> _Your objective_: Within the records below, find each line that holds the string "short", then copy it.

◆ ◆ ◆ ◆ ◆

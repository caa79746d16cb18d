//! Column resolution and scalar reductions
//!
//! An aggregate names its input with a column specification string:
//! `"item"` (any casing) means the raw element, an `"item."` prefix
//! names a dotted attribute path, anything else is rejected. The empty
//! sequence short-circuits to 0 in the provider before the column is
//! even validated, matching the engine's observable contract.

use std::cmp::Ordering;

use serde_json::{Number, Value};

use crate::expr::{self, EvalError};

use super::errors::{EngineError, EngineResult};

/// Resolves aggregate columns and reduces them
pub struct AggregateStage;

impl AggregateStage {
    /// Resolves a column specification into one scalar per item.
    ///
    /// `command` is the requesting action's name; it is embedded in
    /// every failure message.
    pub fn resolve_column(
        items: &[Value],
        column: &str,
        command: &str,
    ) -> EngineResult<Vec<Value>> {
        if column.trim().is_empty() {
            return Err(EngineError::attribute_required(command));
        }

        if let Some(rest) = column.strip_prefix("item.") {
            let path: Vec<String> = rest.split('.').map(str::to_string).collect();
            return items
                .iter()
                .map(|item| {
                    expr::resolve_path(item, &path)
                        .map(Value::clone)
                        .map_err(|_| EngineError::attribute_not_found(column, command))
                })
                .collect();
        }

        if column.eq_ignore_ascii_case("item") {
            return Ok(items.to_vec());
        }

        Err(EngineError::attribute_not_found(column, command))
    }

    /// Largest value under natural ordering; the first-encountered
    /// extreme wins ties.
    pub fn max(values: &[Value]) -> EngineResult<Value> {
        Self::extreme(values, Ordering::Greater)
    }

    /// Smallest value under natural ordering; the first-encountered
    /// extreme wins ties.
    pub fn min(values: &[Value]) -> EngineResult<Value> {
        Self::extreme(values, Ordering::Less)
    }

    fn extreme(values: &[Value], wanted: Ordering) -> EngineResult<Value> {
        let mut iter = values.iter();
        let mut best = match iter.next() {
            Some(first) => first.clone(),
            None => return Ok(Value::from(0)),
        };
        for candidate in iter {
            if expr::compare_values(candidate, &best)? == wanted {
                best = candidate.clone();
            }
        }
        Ok(best)
    }

    /// Reduction by repeated addition.
    pub fn sum(values: &[Value]) -> EngineResult<Value> {
        let mut iter = values.iter();
        let mut total = match iter.next() {
            Some(first) => first.clone(),
            None => return Ok(Value::from(0)),
        };
        for value in iter {
            total = expr::add_values(&total, value)?;
        }
        Ok(total)
    }

    /// Sum divided by element count, using the value type's natural
    /// division: an all-integer input divides truncating, a floating
    /// input divides in `f64`.
    pub fn avg(values: &[Value]) -> EngineResult<Value> {
        if values.is_empty() {
            return Ok(Value::from(0));
        }
        let total = Self::sum(values)?;
        let count = values.len();

        if let Value::Number(n) = &total {
            if let Some(i) = n.as_i64() {
                return Ok(Value::from(i / count as i64));
            }
            if let Some(f) = n.as_f64() {
                return Number::from_f64(f / count as f64)
                    .map(Value::Number)
                    .ok_or_else(|| EvalError::NonFinite.into());
            }
        }

        Err(EvalError::InvalidOperands {
            op: "/",
            lhs: expr::type_name(&total),
            rhs: "number",
        }
        .into())
    }
}

#[cfg(test)]
mod tests {
    use super::*;
    use serde_json::json;

    fn numbers(values: &[i64]) -> Vec<Value> {
        values.iter().map(|v| json!(v)).collect()
    }

    #[test]
    fn test_bare_item_resolves_to_raw_elements() {
        let items = numbers(&[1, 2, 3]);
        let resolved = AggregateStage::resolve_column(&items, "item", "sum").unwrap();
        assert_eq!(resolved, items);

        // Case-insensitive.
        let resolved = AggregateStage::resolve_column(&items, "ITEM", "sum").unwrap();
        assert_eq!(resolved, items);
    }

    #[test]
    fn test_item_prefix_resolves_path() {
        let items = vec![json!({"value": 10}), json!({"value": 20})];
        let resolved = AggregateStage::resolve_column(&items, "item.value", "max").unwrap();
        assert_eq!(resolved, numbers(&[10, 20]));
    }

    #[test]
    fn test_nested_path_resolution() {
        let items = vec![json!({"a": {"b": 1}}), json!({"a": {"b": 2}})];
        let resolved = AggregateStage::resolve_column(&items, "item.a.b", "min").unwrap();
        assert_eq!(resolved, numbers(&[1, 2]));
    }

    #[test]
    fn test_blank_column_is_rejected_first() {
        let items = numbers(&[1]);
        let err = AggregateStage::resolve_column(&items, "  ", "avg").unwrap_err();
        assert_eq!(err, EngineError::attribute_required("avg"));
    }

    #[test]
    fn test_unknown_bare_token_is_not_found() {
        let items = numbers(&[1]);
        let err = AggregateStage::resolve_column(&items, "banana", "max").unwrap_err();
        assert_eq!(err, EngineError::attribute_not_found("banana", "max"));
    }

    #[test]
    fn test_unresolvable_path_reports_full_column() {
        let items = vec![json!({"value": 1}), json!({})];
        let err = AggregateStage::resolve_column(&items, "item.value", "sum").unwrap_err();
        assert_eq!(err, EngineError::attribute_not_found("item.value", "sum"));
    }

    #[test]
    fn test_max_min() {
        let values = numbers(&[3, 1, 4, 1, 5]);
        assert_eq!(AggregateStage::max(&values).unwrap(), json!(5));
        assert_eq!(AggregateStage::min(&values).unwrap(), json!(1));
    }

    #[test]
    fn test_max_ties_keep_first_encountered() {
        let values = vec![json!(2.0), json!(2), json!(1)];
        // 2.0 and 2 compare equal; the earlier float stays.
        assert_eq!(AggregateStage::max(&values).unwrap(), json!(2.0));
    }

    #[test]
    fn test_sum_integer_stays_integral() {
        assert_eq!(AggregateStage::sum(&numbers(&[1, 2, 3])).unwrap(), json!(6));
    }

    #[test]
    fn test_sum_promotes_on_float() {
        let values = vec![json!(1), json!(2.5)];
        assert_eq!(AggregateStage::sum(&values).unwrap(), json!(3.5));
    }

    #[test]
    fn test_avg_integer_truncates() {
        assert_eq!(AggregateStage::avg(&numbers(&[1, 2])).unwrap(), json!(1));
        assert_eq!(AggregateStage::avg(&numbers(&[2, 4, 6])).unwrap(), json!(4));
    }

    #[test]
    fn test_avg_float_divides_exactly() {
        let values = vec![json!(1.0), json!(2.0)];
        assert_eq!(AggregateStage::avg(&values).unwrap(), json!(1.5));
    }

    #[test]
    fn test_incomparable_values_fail_max() {
        let values = vec![json!(1), json!("a")];
        assert!(AggregateStage::max(&values).is_err());
    }

    #[test]
    fn test_non_addable_values_fail_sum() {
        let values = vec![json!(true), json!(false)];
        assert!(AggregateStage::sum(&values).is_err());
    }
}
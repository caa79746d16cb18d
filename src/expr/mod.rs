//! Expression AST and evaluator
//!
//! Queries carry their predicates, ordering keys, group keys and
//! projection specs as expression trees. The evaluator walks a tree with
//! a single bound name, `item`, the current element, and produces a
//! `serde_json::Value`.
//!
//! The AST is deliberately restricted: attribute access, literals,
//! comparisons, boolean connectives and arithmetic. There is no escape
//! hatch into host code; everything an expression can do is visible in
//! the `Expr` variants below.

mod ast;
mod errors;
mod eval;

pub use ast::{BinaryOp, Expr, UnaryOp};
pub use errors::{EvalError, EvalResult};
pub use eval::{add_values, compare_values, evaluate, resolve_path, truthy, type_name};
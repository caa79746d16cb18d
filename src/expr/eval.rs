//! Tree-walking expression evaluator
//!
//! Evaluation binds exactly one name, `item`, the candidate element,
//! and is pure: no side effects, no mutation of the bound item.
//!
//! Comparison rules:
//! - Equality is value equality and never fails; values of different
//!   types are simply unequal.
//! - Ordered comparison (`<`, `<=`, `>`, `>=`, sort keys, max/min) is
//!   defined within a type only; comparing across types is an error,
//!   never a silent ordering.

use std::cmp::Ordering;

use serde_json::{Number, Value};

use super::ast::{BinaryOp, Expr, UnaryOp};
use super::errors::{EvalError, EvalResult};

/// Evaluates an expression with `item` as the bound element.
pub fn evaluate(expr: &Expr, item: &Value) -> EvalResult<Value> {
    match expr {
        Expr::Item => Ok(item.clone()),
        Expr::Attribute { path } => resolve_path(item, path).cloned(),
        Expr::Literal(value) => Ok(value.clone()),
        Expr::Unary { op, operand } => {
            let value = evaluate(operand, item)?;
            apply_unary(*op, &value)
        }
        Expr::Binary { lhs, op, rhs } => apply_binary(lhs, *op, rhs, item),
    }
}

/// Resolves a dotted attribute path by sequential member lookup.
///
/// Fails on the first missing segment, naming it.
pub fn resolve_path<'a>(item: &'a Value, path: &[String]) -> EvalResult<&'a Value> {
    let mut current = item;
    for segment in path {
        current = current
            .get(segment)
            .ok_or_else(|| EvalError::AttributeNotFound {
                path: path.join("."),
                segment: segment.clone(),
            })?;
    }
    Ok(current)
}

/// Truthiness in predicate context: null and false are falsy, numbers
/// are truthy when non-zero, strings and containers when non-empty.
pub fn truthy(value: &Value) -> bool {
    match value {
        Value::Null => false,
        Value::Bool(b) => *b,
        Value::Number(n) => n.as_f64().map(|f| f != 0.0).unwrap_or(true),
        Value::String(s) => !s.is_empty(),
        Value::Array(items) => !items.is_empty(),
        Value::Object(fields) => !fields.is_empty(),
    }
}

/// Natural ordering within a type; cross-type comparison is an error.
pub fn compare_values(a: &Value, b: &Value) -> EvalResult<Ordering> {
    match (a, b) {
        (Value::Number(x), Value::Number(y)) => {
            if let (Some(xi), Some(yi)) = (x.as_i64(), y.as_i64()) {
                return Ok(xi.cmp(&yi));
            }
            let xf = x.as_f64().ok_or(EvalError::NonFinite)?;
            let yf = y.as_f64().ok_or(EvalError::NonFinite)?;
            xf.partial_cmp(&yf).ok_or(EvalError::Incomparable {
                lhs: type_name(a),
                rhs: type_name(b),
            })
        }
        (Value::String(x), Value::String(y)) => Ok(x.cmp(y)),
        (Value::Bool(x), Value::Bool(y)) => Ok(x.cmp(y)),
        (Value::Null, Value::Null) => Ok(Ordering::Equal),
        _ => Err(EvalError::Incomparable {
            lhs: type_name(a),
            rhs: type_name(b),
        }),
    }
}

/// The value's type name, for error reporting
pub fn type_name(value: &Value) -> &'static str {
    match value {
        Value::Null => "null",
        Value::Bool(_) => "boolean",
        Value::Number(_) => "number",
        Value::String(_) => "string",
        Value::Array(_) => "array",
        Value::Object(_) => "object",
    }
}

fn apply_unary(op: UnaryOp, value: &Value) -> EvalResult<Value> {
    match op {
        UnaryOp::Not => Ok(Value::Bool(!truthy(value))),
        UnaryOp::Neg => match value {
            Value::Number(n) => {
                if let Some(i) = n.as_i64() {
                    Ok(Value::from(-i))
                } else {
                    let f = n.as_f64().ok_or(EvalError::NonFinite)?;
                    float_value(-f)
                }
            }
            other => Err(EvalError::InvalidOperand {
                op: "-",
                operand: type_name(other),
            }),
        },
    }
}

fn apply_binary(lhs: &Expr, op: BinaryOp, rhs: &Expr, item: &Value) -> EvalResult<Value> {
    // Boolean connectives short-circuit: the right operand is only
    // evaluated when the left side has not decided the result.
    match op {
        BinaryOp::And => {
            if !truthy(&evaluate(lhs, item)?) {
                return Ok(Value::Bool(false));
            }
            return Ok(Value::Bool(truthy(&evaluate(rhs, item)?)));
        }
        BinaryOp::Or => {
            if truthy(&evaluate(lhs, item)?) {
                return Ok(Value::Bool(true));
            }
            return Ok(Value::Bool(truthy(&evaluate(rhs, item)?)));
        }
        _ => {}
    }

    let a = evaluate(lhs, item)?;
    let b = evaluate(rhs, item)?;

    match op {
        BinaryOp::Eq => Ok(Value::Bool(a == b)),
        BinaryOp::Ne => Ok(Value::Bool(a != b)),
        BinaryOp::Lt => Ok(Value::Bool(compare_values(&a, &b)? == Ordering::Less)),
        BinaryOp::Le => Ok(Value::Bool(compare_values(&a, &b)? != Ordering::Greater)),
        BinaryOp::Gt => Ok(Value::Bool(compare_values(&a, &b)? == Ordering::Greater)),
        BinaryOp::Ge => Ok(Value::Bool(compare_values(&a, &b)? != Ordering::Less)),
        BinaryOp::Add => add_values(&a, &b),
        BinaryOp::Sub => numeric_op(&a, &b, "-", |x, y| x.checked_sub(y), |x, y| x - y),
        BinaryOp::Mul => numeric_op(&a, &b, "*", |x, y| x.checked_mul(y), |x, y| x * y),
        BinaryOp::Div => divide(&a, &b, "/"),
        BinaryOp::Mod => divide(&a, &b, "%"),
        BinaryOp::And | BinaryOp::Or => unreachable!("handled above"),
    }
}

/// Addition; also concatenates two strings.
pub fn add_values(a: &Value, b: &Value) -> EvalResult<Value> {
    if let (Value::String(x), Value::String(y)) = (a, b) {
        let mut joined = x.clone();
        joined.push_str(y);
        return Ok(Value::String(joined));
    }
    numeric_op(a, b, "+", |x, y| x.checked_add(y), |x, y| x + y)
}

fn numeric_op(
    a: &Value,
    b: &Value,
    op: &'static str,
    int_op: fn(i64, i64) -> Option<i64>,
    float_op: fn(f64, f64) -> f64,
) -> EvalResult<Value> {
    let (x, y) = number_pair(a, b, op)?;
    match (x, y) {
        (Num::Int(xi), Num::Int(yi)) => match int_op(xi, yi) {
            Some(result) => Ok(Value::from(result)),
            // Integer overflow widens to float rather than wrapping.
            None => float_value(float_op(xi as f64, yi as f64)),
        },
        _ => float_value(float_op(x.as_f64(), y.as_f64())),
    }
}

fn divide(a: &Value, b: &Value, op: &'static str) -> EvalResult<Value> {
    let (x, y) = number_pair(a, b, op)?;
    match (x, y) {
        (Num::Int(xi), Num::Int(yi)) => {
            if yi == 0 {
                return Err(EvalError::DivisionByZero);
            }
            // Natural integer division: truncating, like the host's.
            let result = if op == "%" { xi % yi } else { xi / yi };
            Ok(Value::from(result))
        }
        _ => {
            let (xf, yf) = (x.as_f64(), y.as_f64());
            if yf == 0.0 {
                return Err(EvalError::DivisionByZero);
            }
            float_value(if op == "%" { xf % yf } else { xf / yf })
        }
    }
}

#[derive(Clone, Copy)]
enum Num {
    Int(i64),
    Float(f64),
}

impl Num {
    fn as_f64(self) -> f64 {
        match self {
            Num::Int(i) => i as f64,
            Num::Float(f) => f,
        }
    }
}

fn number_pair(a: &Value, b: &Value, op: &'static str) -> EvalResult<(Num, Num)> {
    match (as_num(a), as_num(b)) {
        (Some(x), Some(y)) => Ok((x, y)),
        _ => Err(EvalError::InvalidOperands {
            op,
            lhs: type_name(a),
            rhs: type_name(b),
        }),
    }
}

fn as_num(value: &Value) -> Option<Num> {
    match value {
        Value::Number(n) => {
            if let Some(i) = n.as_i64() {
                Some(Num::Int(i))
            } else {
                n.as_f64().map(Num::Float)
            }
        }
        _ => None,
    }
}

fn float_value(f: f64) -> EvalResult<Value> {
    Number::from_f64(f)
        .map(Value::Number)
        .ok_or(EvalError::NonFinite)
}
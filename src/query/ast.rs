//! Query and action definitions

use serde::{Deserialize, Serialize};

use crate::expr::Expr;

/// The requested operation
#[derive(Clone, Copy, Debug, PartialEq, Eq, Serialize, Deserialize)]
pub enum Action {
    /// Return the filtered/sorted/grouped elements themselves
    SelectMany,
    /// Project each element into a fixed-schema record
    Select,
    Count,
    Max,
    Min,
    Sum,
    Avg,
}

impl Action {
    /// The action's token, as front ends spell it
    pub fn as_str(&self) -> &'static str {
        match self {
            Action::SelectMany => "select_many",
            Action::Select => "select",
            Action::Count => "count",
            Action::Max => "max",
            Action::Min => "min",
            Action::Sum => "sum",
            Action::Avg => "avg",
        }
    }

    /// Returns true for the column-reducing actions
    pub fn is_aggregate(&self) -> bool {
        matches!(
            self,
            Action::Count | Action::Max | Action::Min | Action::Sum | Action::Avg
        )
    }
}

/// An immutable query: filters, ordering keys, optional group key.
///
/// Filters combine as a pure intersection. Ordering keys are listed
/// primary-first; a key wrapped in unary negation sorts descending.
#[derive(Clone, Debug, Default, PartialEq, Serialize, Deserialize)]
pub struct Query {
    /// Filter expressions, applied left to right (AND semantics)
    pub filters: Vec<Expr>,
    /// Ordering keys, highest priority first
    pub order: Vec<Expr>,
    /// Group key, if grouping was requested
    pub group: Option<Expr>,
}

impl Query {
    /// Creates an empty query
    pub fn new() -> Self {
        Self::default()
    }

    /// Adds a filter predicate
    pub fn with_filter(mut self, predicate: Expr) -> Self {
        self.filters.push(predicate);
        self
    }

    /// Appends an ordering key (wrap in `Expr::neg` for descending)
    pub fn order_by(mut self, key: Expr) -> Self {
        self.order.push(key);
        self
    }

    /// Sets the group key
    pub fn group_by(mut self, key: Expr) -> Self {
        self.group = Some(key);
        self
    }
}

◆ ◆ ◆ ◆ ◆

> _Completed exercise_:
//! sequence short-circuits to 0 in the provider before the column is
    // Boolean connectives short-circuit: the right operand is only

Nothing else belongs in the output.